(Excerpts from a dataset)
────────────────

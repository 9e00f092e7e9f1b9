//! Version range matching
//!
//! Policy files use the npm flavour of semver ranges (`>=1.0.0 <2.0.0`,
//! `1.2.3 - 1.4.0`, `^1.x || ~2.1`). The `semver` crate speaks the Cargo
//! flavour, so each `||` alternative is rewritten into a comma separated
//! [`VersionReq`] before matching:
//!
//! - whitespace separated comparators become comma separated
//! - a bare version means an exact match (`1.2.3` is `=1.2.3`)
//! - hyphen ranges become `>=low, <=high`
//! - wildcard components are dropped so partial versions carry the meaning
//!   (`1.x` is `=1`, `>=1.2.x` is `>=1.2`)
//! - `v` and `=` prefixes are accepted on versions

use crate::error::{Error, Result};
use semver::{Version, VersionReq};
use std::fmt;
use std::str::FromStr;

const OPERATORS: &[&str] = &["<=", ">=", "~>", "<", ">", "=", "^", "~"];

/// Outcome of matching an installed version against a range
#[derive(Debug, Clone, PartialEq, Eq)]
pub enum MatchOutcome {
    /// The installed version satisfies the range
    Matched,
    /// The installed version is outside the range
    NotMatched,
    /// The range expression could not be parsed
    InvalidRange(String),
    /// The installed version is not a semantic version
    InvalidVersion(String),
}

impl MatchOutcome {
    /// Collapse to a plain boolean; invalid input never matches
    pub fn is_match(&self) -> bool {
        matches!(self, Self::Matched)
    }
}

/// A parsed npm-style version range: a union of comparator sets
#[derive(Debug, Clone, PartialEq, Eq)]
pub struct VersionRange {
    raw: String,
    alternatives: Vec<VersionReq>,
}

impl VersionRange {
    /// Parse a range expression
    pub fn parse(range: &str) -> Result<Self> {
        let alternatives = range
            .split("||")
            .map(|set| translate_set(set).and_then(|req| parse_req(range, &req)))
            .collect::<Result<Vec<_>>>()?;

        Ok(Self {
            raw: range.trim().to_string(),
            alternatives,
        })
    }

    /// Whether the version satisfies any of the comparator sets
    pub fn matches(&self, version: &Version) -> bool {
        self.alternatives.iter().any(|req| req.matches(version))
    }

    /// The expression as written
    pub fn as_str(&self) -> &str {
        &self.raw
    }

    /// The translated comparator sets
    pub fn requirements(&self) -> &[VersionReq] {
        &self.alternatives
    }
}

impl FromStr for VersionRange {
    type Err = Error;

    fn from_str(s: &str) -> Result<Self> {
        Self::parse(s)
    }
}

impl fmt::Display for VersionRange {
    fn fmt(&self, f: &mut fmt::Formatter<'_>) -> fmt::Result {
        write!(f, "{}", self.raw)
    }
}

/// Parse an installed version string, accepting a leading `v` or `=`
pub fn parse_version(version: &str) -> Result<Version> {
    let cleaned = strip_version_prefix(version.trim().trim_start_matches('='));
    Version::parse(cleaned).map_err(|_| Error::invalid_version(version))
}

/// Match an installed version against a range, reporting why a match failed
pub fn match_version(installed: &str, range: &str) -> MatchOutcome {
    let range = match VersionRange::parse(range) {
        Ok(range) => range,
        Err(e) => return MatchOutcome::InvalidRange(e.to_string()),
    };

    let version = match parse_version(installed) {
        Ok(v) => v,
        Err(e) => return MatchOutcome::InvalidVersion(e.to_string()),
    };

    if range.matches(&version) {
        MatchOutcome::Matched
    } else {
        MatchOutcome::NotMatched
    }
}

/// Whether `installed` satisfies `range`; malformed input is a non-match
pub fn satisfies(installed: &str, range: &str) -> bool {
    match_version(installed, range).is_match()
}

fn parse_req(range: &str, req: &str) -> Result<VersionReq> {
    VersionReq::parse(req).map_err(|e| Error::malformed_version_range(range.trim(), e.to_string()))
}

/// Rewrite one npm comparator set into Cargo requirement syntax
fn translate_set(set: &str) -> Result<String> {
    let tokens: Vec<&str> = set.split_whitespace().collect();

    if tokens.is_empty() {
        return Ok("*".to_string());
    }

    if let Some(pos) = tokens.iter().position(|t| *t == "-") {
        if pos != 1 || tokens.len() != 3 {
            return Err(Error::malformed_version_range(
                set.trim(),
                "hyphen range must be written as `<low> - <high>`",
            ));
        }
        let low = translate_comparator(">=", tokens[0])?;
        let high = translate_comparator("<=", tokens[2])?;
        return Ok(join_comparators(vec![low, high]));
    }

    let mut comparators = Vec::new();
    let mut pending_op: Option<&str> = None;

    for token in tokens {
        if let Some(op) = pending_op.take() {
            comparators.push(translate_comparator(op, token)?);
            continue;
        }

        let (op, rest) = split_operator(token);
        if rest.is_empty() {
            if op.is_empty() {
                continue;
            }
            // `>= 1.2.3` with a space after the operator
            pending_op = Some(op);
        } else {
            comparators.push(translate_comparator(op, rest)?);
        }
    }

    if let Some(op) = pending_op {
        return Err(Error::malformed_version_range(
            set.trim(),
            format!("operator `{}` is missing a version", op),
        ));
    }

    Ok(join_comparators(comparators))
}

/// Join comparators of one set. `semver` only accepts `*` on its own, and
/// next to other comparators it constrains nothing, so it is dropped there.
fn join_comparators(comparators: Vec<String>) -> String {
    let bounded: Vec<String> = comparators.into_iter().filter(|c| c != "*").collect();
    if bounded.is_empty() {
        "*".to_string()
    } else {
        bounded.join(", ")
    }
}

fn split_operator(token: &str) -> (&str, &str) {
    for op in OPERATORS {
        if let Some(rest) = token.strip_prefix(op) {
            return (op, rest);
        }
    }
    ("", token)
}

fn translate_comparator(op: &str, version: &str) -> Result<String> {
    let version = strip_version_prefix(version.trim_start_matches('='));
    let partial = strip_wildcards(version);

    if partial.is_empty() {
        return Ok("*".to_string());
    }

    let op = match op {
        "" => "=",
        "~>" => "~",
        other => other,
    };

    Ok(format!("{}{}", op, partial))
}

fn strip_version_prefix(version: &str) -> &str {
    version
        .strip_prefix('v')
        .or_else(|| version.strip_prefix('V'))
        .unwrap_or(version)
}

/// Drop the first wildcard component and everything after it
fn strip_wildcards(version: &str) -> String {
    let (core, suffix) = match version.find(['-', '+']) {
        Some(idx) => version.split_at(idx),
        None => (version, ""),
    };

    let parts: Vec<&str> = core.split('.').collect();
    match parts.iter().position(|p| is_wildcard(p)) {
        Some(idx) => parts[..idx].join("."),
        None => format!("{}{}", core, suffix),
    }
}

fn is_wildcard(part: &str) -> bool {
    matches!(part, "x" | "X" | "*")
}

────────────────

- Work instruction -
All of the lines above that carry the string "versions" need to be found and copied.

- Task output -
//! - wildcard components are dropped so partial versions carry the meaning
//! - `v` and `=` prefixes are accepted on versions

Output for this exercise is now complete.